Thulmor was a dwarven creator god in the most literal sense. Not a god who inspired creation, but one who built things with his own hands. The mythology of Denwood held that Thulmor forged the mountains, hammered out the rivers, and shaped every species from raw stone and starfire. His followers worshipped by making things. Prayer was the act of bringing something new into existence.

Denwood was a small sphere with a population of a hundred million, mostly dwarven and gnomish civilizations built into vast underground complexes. When the sphere collapsed, Trisurus prioritized Thulmor's extraction. A god whose Intent was invention had obvious value to a civilization that had hit a technological plateau and could not synthesize reality-crystal.

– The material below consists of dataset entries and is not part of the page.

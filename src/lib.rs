//! Multi-Tool Dashboard (MTD) Library
//!
//! Unit, color, time and data conversion engine with per-tool conversion
//! history, served over MCP.

pub mod build_info;
pub mod catalog;
pub mod config;
pub mod convert;
pub mod db;
pub mod history;
pub mod mcp;
pub mod tools;
//! MTD MCP Server Implementation
//!
//! Implements the MCP server with all MTD tools.

use std::path::PathBuf;
use std::sync::Arc;

use rmcp::handler::server::router::tool::ToolRouter;
use rmcp::handler::server::wrapper::Parameters;
use rmcp::model::{
    CallToolResult, Content, Implementation, ProtocolVersion, ServerCapabilities, ServerInfo,
};
use rmcp::{schemars, tool, tool_handler, tool_router, ErrorData as McpError, ServerHandler};
use serde::{Deserialize, Serialize};

use crate::convert::{ConversionError, ConversionResult};
use crate::tools::catalog;
use crate::tools::colors;
use crate::tools::history::{self, HistoryRegistry};
use crate::tools::status::StatusTracker;
use crate::tools::units;

/// MTD MCP Service
#[derive(Clone)]
pub struct MtdService {
    status_tracker: Arc<StatusTracker>,
    history: Arc<HistoryRegistry>,
    tool_router: ToolRouter<MtdService>,
}

impl MtdService {
    pub fn new(database_path: PathBuf, history: Arc<HistoryRegistry>) -> Self {
        Self {
            status_tracker: Arc::new(StatusTracker::new(database_path)),
            history,
            tool_router: Self::tool_router(),
        }
    }
}

// ============================================================================
// Response Helpers
// ============================================================================

/// Body returned in place of a result when a conversion fails
#[derive(Debug, Serialize)]
struct ConversionErrorResponse {
    error: &'static str,
    code: &'static str,
    detail: String,
}

impl From<&ConversionError> for ConversionErrorResponse {
    fn from(e: &ConversionError) -> Self {
        Self {
            error: e.user_message(),
            code: e.code(),
            detail: e.to_string(),
        }
    }
}

fn json_result<T: Serialize>(value: &T) -> Result<CallToolResult, McpError> {
    let json = serde_json::to_string_pretty(value)
        .map_err(|e| McpError::internal_error(e.to_string(), None))?;
    Ok(CallToolResult::success(vec![Content::text(json)]))
}

/// Unknown tool names and similar caller mistakes
fn invalid_params(message: String) -> McpError {
    McpError::invalid_params(message, None)
}

/// Engine errors are shown to the caller, not raised as MCP errors
fn conversion_result<T: Serialize>(result: ConversionResult<T>) -> Result<CallToolResult, McpError> {
    match result {
        Ok(value) => json_result(&value),
        Err(e) => {
            tracing::debug!("Conversion failed: {}", e);
            json_result(&ConversionErrorResponse::from(&e))
        }
    }
}

// ============================================================================
// Conversion Parameter Structs
// ============================================================================

#[derive(Debug, Deserialize, schemars::JsonSchema)]
pub struct ConvertUnitsParams {
    /// Numeric value as text, e.g. "12.5"
    pub value: String,
    /// Source unit id, e.g. "kilometers"
    pub from_unit: String,
    /// Target unit id, e.g. "miles"
    pub to_unit: String,
    /// Dimension id, e.g. "length" (see list_dimensions)
    pub dimension: String,
}

#[derive(Debug, Deserialize, schemars::JsonSchema)]
pub struct CalculateParams {
    /// Numeric value as text
    pub value: String,
    /// Source unit id
    pub from_unit: String,
    /// Target unit id
    pub to_unit: String,
}

#[derive(Debug, Deserialize, schemars::JsonSchema)]
pub struct ConvertColorParams {
    /// Color string, e.g. "#ff6347" or "rgb(255, 99, 71)"
    pub input: String,
    /// Source format: hex, rgb, rgba, hsl, hsla
    pub from_format: String,
    /// Target format: hex, rgb, rgba, hsl, hsla
    pub to_format: String,
}

// ============================================================================
// Listing and History Parameter Structs
// ============================================================================

#[derive(Debug, Deserialize, schemars::JsonSchema)]
pub struct ListUnitsParams {
    /// Dimension id, e.g. "temperature"
    pub dimension: String,
}

#[derive(Debug, Deserialize, schemars::JsonSchema)]
pub struct GetToolParams {
    /// Tool slug (e.g. "json-compressor") or numeric id (e.g. "17")
    pub tool: String,
}

#[derive(Debug, Deserialize, schemars::JsonSchema)]
pub struct ToolParams {
    /// Calculator: unit-converter, color-converter, time-calculator, data-calculator (or id 10-13)
    pub tool: String,
}

// ============================================================================
// Tool Implementations
// ============================================================================

#[tool_router]
impl MtdService {
    // --- Status ---

    #[tool(description = "Get the current status of the MTD service including build info, database status, process information and history sizes")]
    fn mtd_status(&self) -> Result<CallToolResult, McpError> {
        let status = self.status_tracker.get_status(&self.history);
        let json = serde_json::to_string_pretty(&status)
            .map_err(|e| McpError::internal_error(format!("Serialization error: {}", e), None))?;
        Ok(CallToolResult::success(vec![Content::text(json)]))
    }

    #[tool(description = "Get instructions for the unit, color, time and data calculators. Call this when unsure which units or formats are accepted.")]
    fn conversion_instructions(&self) -> Result<CallToolResult, McpError> {
        use crate::tools::status::CONVERSION_INSTRUCTIONS;
        Ok(CallToolResult::success(vec![Content::text(CONVERSION_INSTRUCTIONS)]))
    }

    // --- Catalog ---

    #[tool(description = "List all dashboard tools with their ids, categories and icons")]
    fn list_tools(&self) -> Result<CallToolResult, McpError> {
        json_result(&catalog::list_tools())
    }

    #[tool(description = "Look up one dashboard tool by slug or numeric id. Unknown numeric ids resolve to the fallback icon.")]
    fn get_tool(&self, Parameters(p): Parameters<GetToolParams>) -> Result<CallToolResult, McpError> {
        let result = catalog::get_tool(&p.tool).map_err(invalid_params)?;
        json_result(&result)
    }

    #[tool(description = "List the unit dimensions (length, mass, temperature, ...) with base unit and unit count")]
    fn list_dimensions(&self) -> Result<CallToolResult, McpError> {
        json_result(&units::list_dimensions())
    }

    #[tool(description = "List the unit ids of a dimension, sorted alphabetically")]
    fn list_units(&self, Parameters(p): Parameters<ListUnitsParams>) -> Result<CallToolResult, McpError> {
        conversion_result(units::list_units(&p.dimension))
    }

    #[tool(description = "List the preset quick conversions for a calculator")]
    fn list_quick_conversions(&self, Parameters(p): Parameters<ToolParams>) -> Result<CallToolResult, McpError> {
        let result = units::list_quick_conversions(&p.tool).map_err(invalid_params)?;
        json_result(&result)
    }

    // --- Conversions ---

    #[tool(description = "Convert a value between two units of the same dimension. Successful conversions are added to the unit converter history.")]
    fn convert_units(&self, Parameters(p): Parameters<ConvertUnitsParams>) -> Result<CallToolResult, McpError> {
        conversion_result(units::convert_units(&self.history, &p.value, &p.from_unit, &p.to_unit, &p.dimension))
    }

    #[tool(description = "Convert a duration between time units (nanoseconds to years)")]
    fn calculate_time(&self, Parameters(p): Parameters<CalculateParams>) -> Result<CallToolResult, McpError> {
        conversion_result(units::calculate_time(&self.history, &p.value, &p.from_unit, &p.to_unit))
    }

    #[tool(description = "Convert a data size between bits, bytes and their multiples (1024-based)")]
    fn calculate_data(&self, Parameters(p): Parameters<CalculateParams>) -> Result<CallToolResult, McpError> {
        conversion_result(units::calculate_data(&self.history, &p.value, &p.from_unit, &p.to_unit))
    }

    #[tool(description = "List the supported color formats")]
    fn list_color_formats(&self) -> Result<CallToolResult, McpError> {
        json_result(&colors::list_color_formats())
    }

    #[tool(description = "Convert a color between HEX, RGB, RGBA, HSL and HSLA notation")]
    fn convert_color(&self, Parameters(p): Parameters<ConvertColorParams>) -> Result<CallToolResult, McpError> {
        conversion_result(colors::convert_color(&self.history, &p.input, &p.from_format, &p.to_format))
    }

    // --- History ---

    #[tool(description = "Get a calculator's conversion history (up to 10 entries, newest first)")]
    fn get_history(&self, Parameters(p): Parameters<ToolParams>) -> Result<CallToolResult, McpError> {
        let result = history::get_history(&self.history, &p.tool).map_err(invalid_params)?;
        json_result(&result)
    }

    #[tool(description = "Clear a calculator's conversion history, including any pending write")]
    fn clear_history(&self, Parameters(p): Parameters<ToolParams>) -> Result<CallToolResult, McpError> {
        let result = history::clear_history(&self.history, &p.tool).map_err(invalid_params)?;
        json_result(&result)
    }
}

#[tool_handler]
impl ServerHandler for MtdService {
    fn get_info(&self) -> ServerInfo {
        ServerInfo {
            protocol_version: ProtocolVersion::LATEST,
            capabilities: ServerCapabilities::builder().enable_tools().build(),
            server_info: Implementation {
                name: "mtd".into(),
                version: crate::build_info::VERSION.into(),
                title: Some("Multi-Tool Dashboard".into()),
                icons: None,
                website_url: None,
            },
            instructions: Some(
                "Multi-Tool Dashboard (MTD) - Unit, color, time and data conversions. \
                 Call conversion_instructions for accepted units and formats. \
                 Catalog: list_tools, get_tool, list_dimensions, list_units, list_color_formats, list_quick_conversions. \
                 Conversions: convert_units, calculate_time, calculate_data, convert_color. \
                 History: get_history, clear_history (per calculator, 10 most recent)."
                    .into(),
            ),
        }
    }
}

#[cfg(test)]
mod tests {
    use super::*;
    use std::time::Duration;

    use rmcp::model::ErrorCode;

    use crate::history::MemoryStore;

    fn service() -> MtdService {
        let history = HistoryRegistry::load(Arc::new(MemoryStore::new()), Duration::from_millis(10));
        MtdService::new(PathBuf::from("/nonexistent/mtd.db"), Arc::new(history))
    }

    #[test]
    fn test_error_response_uses_fixed_message() {
        let error = ConversionError::InvalidInput("'abc' is not a number".to_string());
        let response = ConversionErrorResponse::from(&error);
        assert_eq!(response.error, "Invalid input");
        assert_eq!(response.code, "invalid_input");
        assert!(response.detail.contains("abc"));
    }

    #[test]
    fn test_conversion_errors_are_successful_results() {
        let result: ConversionResult<f64> = Err(ConversionError::ConversionUndefined {
            from: "kelvin".to_string(),
            to: "celsius".to_string(),
        });
        let call = conversion_result(result).unwrap();
        assert_ne!(call.is_error, Some(true));
    }

    #[test]
    fn test_unknown_tool_is_invalid_params() {
        let service = service();
        let tool = || Parameters(ToolParams { tool: "news".to_string() });

        for result in [
            service.get_history(tool()),
            service.clear_history(tool()),
            service.list_quick_conversions(tool()),
        ] {
            let error = result.unwrap_err();
            assert_eq!(error.code, ErrorCode::INVALID_PARAMS);
        }

        let error = service
            .get_tool(Parameters(GetToolParams { tool: "news".to_string() }))
            .unwrap_err();
        assert_eq!(error.code, ErrorCode::INVALID_PARAMS);
    }

    #[test]
    fn test_listing_tools_succeed() {
        let service = service();
        assert!(service.list_color_formats().is_ok());
        assert!(service.list_tools().is_ok());
        assert!(service
            .get_tool(Parameters(GetToolParams { tool: "999".to_string() }))
            .is_ok());
    }

    #[test]
    fn test_server_info() {
        let info = service().get_info();
        assert_eq!(info.server_info.name, "mtd");
        assert!(info.instructions.unwrap().contains("convert_color"));
    }
}
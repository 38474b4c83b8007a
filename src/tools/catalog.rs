//! Catalog MCP Tools

use serde::Serialize;

use crate::catalog::{self, ToolDescriptor, FALLBACK_ICON};

/// Response for list_tools
#[derive(Debug, Serialize)]
pub struct ListToolsResponse {
    pub tools: &'static [ToolDescriptor],
    pub fallback_icon: &'static str,
}

/// Response for get_tool
///
/// Numeric ids without a descriptor still resolve to the fallback icon.
#[derive(Debug, Serialize)]
pub struct GetToolResponse {
    pub id: Option<u32>,
    pub icon: &'static str,
    pub tool: Option<&'static ToolDescriptor>,
}

pub fn list_tools() -> ListToolsResponse {
    ListToolsResponse {
        tools: catalog::TOOLS,
        fallback_icon: FALLBACK_ICON,
    }
}

/// Look up a tool by numeric id or slug
pub fn get_tool(tool: &str) -> Result<GetToolResponse, String> {
    let trimmed = tool.trim();

    if let Ok(id) = trimmed.parse::<u32>() {
        return Ok(GetToolResponse {
            id: Some(id),
            icon: catalog::icon_for(id),
            tool: catalog::tool_by_id(id),
        });
    }

    let descriptor = catalog::tool_by_slug(trimmed).ok_or_else(|| format!("Unknown tool '{}'", trimmed))?;
    Ok(GetToolResponse {
        id: Some(descriptor.id),
        icon: catalog::icon_for(descriptor.id),
        tool: Some(descriptor),
    })
}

Since Thulmor's integration into the harvesting network, reality-crystal production has increased. Not dramatically. Not enough to solve the anchor shortage. But enough to notice.

Current State

Thulmor is suspicious. A god of invention is a god who understands how things work, and Thulmor has spent 350 years noticing that his pocket dimension operates on principles he did not design. The architecture is wrong. The planar boundaries feel manufactured rather than natural. The forge-fire burns at exactly the temperature needed to sustain worship output, which is not how forge-fires behave.

Thulmor has not yet acted on these suspicions. But he has begun building things inside his pocket dimension that the Planar Engineering Division did not authorize. Small devices. Test structures. Probes. A god of invention, given eternity and a workshop, will eventually invent his way out of any cage.

The Division has flagged this activity in internal reports. No action has been taken. The official position is that a creative deity requires creative outlets, and restricting them would reduce worship quality and energy output.

Forge-Father's Children

One hundred and fifty thousand practitioners worship through craftsmanship. They maintain underground forges where prayers are hammered into metal, and the act of making something new is considered holy.

Their relationship with Trisurus technology is tense. Personal fabricators create objects without effort, skill, or devotion. To the Forge-Father's Children, a fabricated object is spiritually empty. Real creation requires sweat, error, and intent. Some younger members have begun incorporating fabricator components into handcrafted work, arguing that the tool does not diminish the maker. The traditionalists consider this heresy.

Thulmor's whispers have been the most coherent of any named god's. Followers report dreams of forging in a windowless room, of tools that feel borrowed rather than owned, of blueprints for devices they do not understand. Several practitioners have built objects from these dream-blueprints without knowing what they do. The objects sit in temple workshops, inert, waiting. The Planar Engineering Division does not know about them.

Harvested Output

Thulmor's energy feeds fabricator networks, magitech research facilities, and the reality-crystal growth process. His contribution to crystal synthesis is the single most strategically important output in the harvesting network, because reality-crystal is the bottleneck for the entire anchor program. Without Thulmor, production drops to pre-integration levels and the anchor manufacturing timeline extends beyond the sphere's estimated remaining lifespan.

The Consortium cannot afford to lose Thulmor. Thulmor is slowly figuring out that he is not free. These two facts are on a collision course.